What is needed: Nothing is needed except the lines below that run from the one with "the resulting call." through the one with "for _ in 0..arity", repeated exactly.

Data for processing:
- - -
//! Operator-precedence resolution of infix expressions.
//!
//! Tokens are scanned from right to left with an operator stack and
//! an operand stack.  A `+`, `-`, `&` or `*` is unary when it starts
//! the expression or follows another operator.
use tracing::{event, Level};

use super::ast::{ExpressionType, SyntaxTreeNode};
use super::keywords::{
    is_assignment, is_operator, is_right_associative, is_unary, precedence, unary_form,
};
use super::literal::{is_identifier, leaf};
use super::tree::{as_tree_node, matching_paren};
use super::types::{CompileError, LineNumber};

enum Item<'a> {
    Token(&'a str),
    /// A function call, already turned into a tree.
    Call(SyntaxTreeNode),
}

impl Item<'_> {
    /// True if an operator appearing straight after this item has no
    /// left operand.
    fn leaves_operand_missing(&self) -> bool {
        match self {
            Item::Token(token) => *token != ")" && is_operator(token),
            Item::Call(_) => false,
        }
    }
}

/// Replaces each `name ( ... )` with the tree for that call.
fn fold_calls(line: LineNumber, tokens: &[String]) -> Result<Vec<Item<'_>>, CompileError> {
    let mut items = Vec::with_capacity(tokens.len());
    let mut i = 0;
    while i < tokens.len() {
        let token = tokens[i].as_str();
        let is_callee = is_identifier(token)
            && !is_operator(token)
            && tokens.get(i + 1).is_some_and(|next| next == "(");
        if is_callee {
            let Some(close) = matching_paren(tokens, i + 1) else {
                return Err(CompileError::syntax(
                    line,
                    format!("the argument list of {token} is not closed"),
                ));
            };
            items.push(Item::Call(as_tree_node(line, &tokens[i..=close])?));
            i = close + 1;
        } else {
            items.push(Item::Token(token));
            i += 1;
        }
    }
    Ok(items)
}

/// Pops the operands of `op` and pushes the resulting call.
fn commit(
    line: LineNumber,
    op: &str,
    operands: &mut Vec<SyntaxTreeNode>,
) -> Result<(), CompileError> {
    let arity = if is_unary(op) { 1 } else { 2 };
    if operands.len() < arity {
        return Err(CompileError::syntax(
            line,
            format!("operator '{op}' is missing an operand"),
        ));
    }
    let mut node = SyntaxTreeNode::function_call(op, line);
    // The left operand is nearest the top of the stack.
    for _ in 0..arity {
        if let Some(operand) = operands.pop() {
            node.arguments.push(operand);
        }
    }
    if is_assignment(op) {
        if let Some(target) = node.arguments.first_mut() {
            if target.expression_type == ExpressionType::VariableRead {
                target.expression_type = ExpressionType::VariableWrite;
            }
        }
    }
    operands.push(node);
    Ok(())
}

/// Builds the tree for an expression of several tokens.
///
/// # Errors
///
/// [`CompileError::Syntax`] for unbalanced parentheses, operators
/// without operands and unreadable leaves; [`CompileError::Internal`]
/// if the operands do not reduce to a single tree.
pub(crate) fn resolve_infix(
    line: LineNumber,
    tokens: &[String],
) -> Result<SyntaxTreeNode, CompileError> {
    let items = fold_calls(line, tokens)?;
    let prefix_position: Vec<bool> = (0..items.len())
        .map(|k| k == 0 || items[k - 1].leaves_operand_missing())
        .collect();

    let mut operators: Vec<&str> = Vec::new();
    let mut operands: Vec<SyntaxTreeNode> = Vec::new();
    for (item, prefix) in items.into_iter().zip(prefix_position).rev() {
        let token = match item {
            Item::Call(node) => {
                operands.push(node);
                continue;
            }
            Item::Token(token) => token,
        };
        match token {
            ")" => operators.push(token),
            "(" => loop {
                match operators.pop() {
                    Some(")") => break,
                    Some(op) => commit(line, op, &mut operands)?,
                    None => {
                        return Err(CompileError::syntax(line, "unbalanced '('"));
                    }
                }
            },
            _ if is_operator(token) => {
                let op = match unary_form(token) {
                    Some(unary) if prefix => unary,
                    _ => token,
                };
                let Some(level) = precedence(op) else {
                    return Err(CompileError::illegal_token(
                        line,
                        op,
                        "this operator cannot appear in an expression",
                    ));
                };
                while let Some(&top) = operators.last() {
                    let Some(top_level) = precedence(top) else {
                        // A `)` waiting for its `(`.
                        break;
                    };
                    if top_level > level || (top_level == level && is_right_associative(level)) {
                        operators.pop();
                        commit(line, top, &mut operands)?;
                    } else {
                        break;
                    }
                }
                operators.push(op);
            }
            _ => operands.push(leaf(line, token)?),
        }
    }
    while let Some(op) = operators.pop() {
        if op == ")" {
            return Err(CompileError::syntax(line, "unbalanced ')'"));
        }
        commit(line, op, &mut operands)?;
    }
    match (operands.pop(), operands.is_empty()) {
        (Some(tree), true) => Ok(tree),
        (tree, _) => {
            event!(
                Level::DEBUG,
                "line {line}: expression {tokens:?} left {} operands",
                operands.len() + usize::from(tree.is_some())
            );
            Err(CompileError::Internal {
                line: Some(line),
                msg: "expression did not reduce to a single value".to_string(),
            })
        }
    }
}

#[cfg(test)]
mod tests {
    use super::*;

    fn resolve(text: &str) -> String {
        let tokens: Vec<String> = text.split_whitespace().map(str::to_string).collect();
        match resolve_infix(1, &tokens) {
            Ok(tree) => tree.expression().to_string(),
            Err(e) => panic!("failed to resolve {text:?}: {e}"),
        }
    }

    fn resolve_err(text: &str) -> CompileError {
        let tokens: Vec<String> = text.split_whitespace().map(str::to_string).collect();
        match resolve_infix(1, &tokens) {
            Ok(tree) => panic!("{text:?} should not resolve, got {}", tree.expression()),
            Err(e) => e,
        }
    }

    #[test]
    fn test_multiplication_binds_tighter() {
        assert_eq!(resolve("1 + 2 * 3"), "+(1, *(2, 3))");
        assert_eq!(resolve("1 * 2 + 3"), "+(*(1, 2), 3)");
    }

    #[test]
    fn test_left_associativity() {
        assert_eq!(resolve("a - b - c"), "-(-(a, b), c)");
        assert_eq!(resolve("a / b * c"), "*(/(a, b), c)");
    }

    #[test]
    fn test_right_associativity() {
        assert_eq!(resolve("a = b = c"), "=(a, =(b, c))");
        assert_eq!(resolve("c ? x : y"), "?(c, :(x, y))");
    }

    #[test]
    fn test_unary_operators() {
        assert_eq!(resolve("- 1 + 2"), "+(#_unaryminus(1), 2)");
        assert_eq!(resolve("a * - b"), "*(a, #_unaryminus(b))");
        assert_eq!(resolve("* p = & x"), "=(#_ptrderef(p), #_addressof(x))");
        assert_eq!(resolve("! a && ~ b"), "&&(!(a), ~(b))");
        assert_eq!(resolve("- - a"), "#_unaryminus(#_unaryminus(a))");
        assert_eq!(resolve("( a ) - b"), "-(a, b)");
    }

    #[test]
    fn test_parentheses() {
        assert_eq!(resolve("( 1 + 2 ) * 3"), "*(+(1, 2), 3)");
        assert_eq!(resolve("- ( a + b )"), "#_unaryminus(+(a, b))");
    }

    #[test]
    fn test_calls_are_operands() {
        assert_eq!(resolve("f ( x , 1 ) + 2"), "+(f(x, 1), 2)");
        assert_eq!(resolve("g ( ) * h ( y + 1 )"), "*(g(), h(+(y, 1)))");
        assert_eq!(resolve("sizeof ( x ) + 1"), "+(sizeof(x), 1)");
    }

    #[test]
    fn test_comma_is_weakest() {
        assert_eq!(resolve("a = 1 , b = 2"), ",(=(a, 1), =(b, 2))");
    }

    #[test]
    fn test_assignment_target_is_a_write() {
        let tokens: Vec<String> = ["x", "+=", "y"].iter().map(|s| (*s).to_string()).collect();
        let tree = resolve_infix(1, &tokens).expect("valid");
        assert_eq!(
            tree.arguments[0].expression_type,
            ExpressionType::VariableWrite
        );
        assert_eq!(
            tree.arguments[1].expression_type,
            ExpressionType::VariableRead
        );
    }

    #[test]
    fn test_literals_are_classified() {
        assert_eq!(resolve("x == 0x10"), "==(x, 16)");
        assert_eq!(resolve("s = \"hi\""), "=(s, \"hi\")");
        assert_eq!(resolve("f = 1.5 * 2."), "=(f, *(1.5, 2.0))");
    }

    #[test]
    fn test_errors() {
        assert!(matches!(resolve_err("1 +"), CompileError::Syntax { .. }));
        assert!(matches!(resolve_err("( 1 + 2"), CompileError::Syntax { .. }));
        assert!(matches!(resolve_err("1 + 2 )"), CompileError::Syntax { .. }));
        assert!(matches!(resolve_err("a b"), CompileError::Internal { .. }));
    }
}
- - -
The completed task:
/// Pops the operands of `op` and pushes the resulting call.
fn commit(
    line: LineNumber,
    op: &str,
    operands: &mut Vec<SyntaxTreeNode>,
) -> Result<(), CompileError> {
    let arity = if is_unary(op) { 1 } else { 2 };
    if operands.len() < arity {
        return Err(CompileError::syntax(
            line,
            format!("operator '{op}' is missing an operand"),
        ));
    }
    let mut node = SyntaxTreeNode::function_call(op, line);
    // The left operand is nearest the top of the stack.
    for _ in 0..arity {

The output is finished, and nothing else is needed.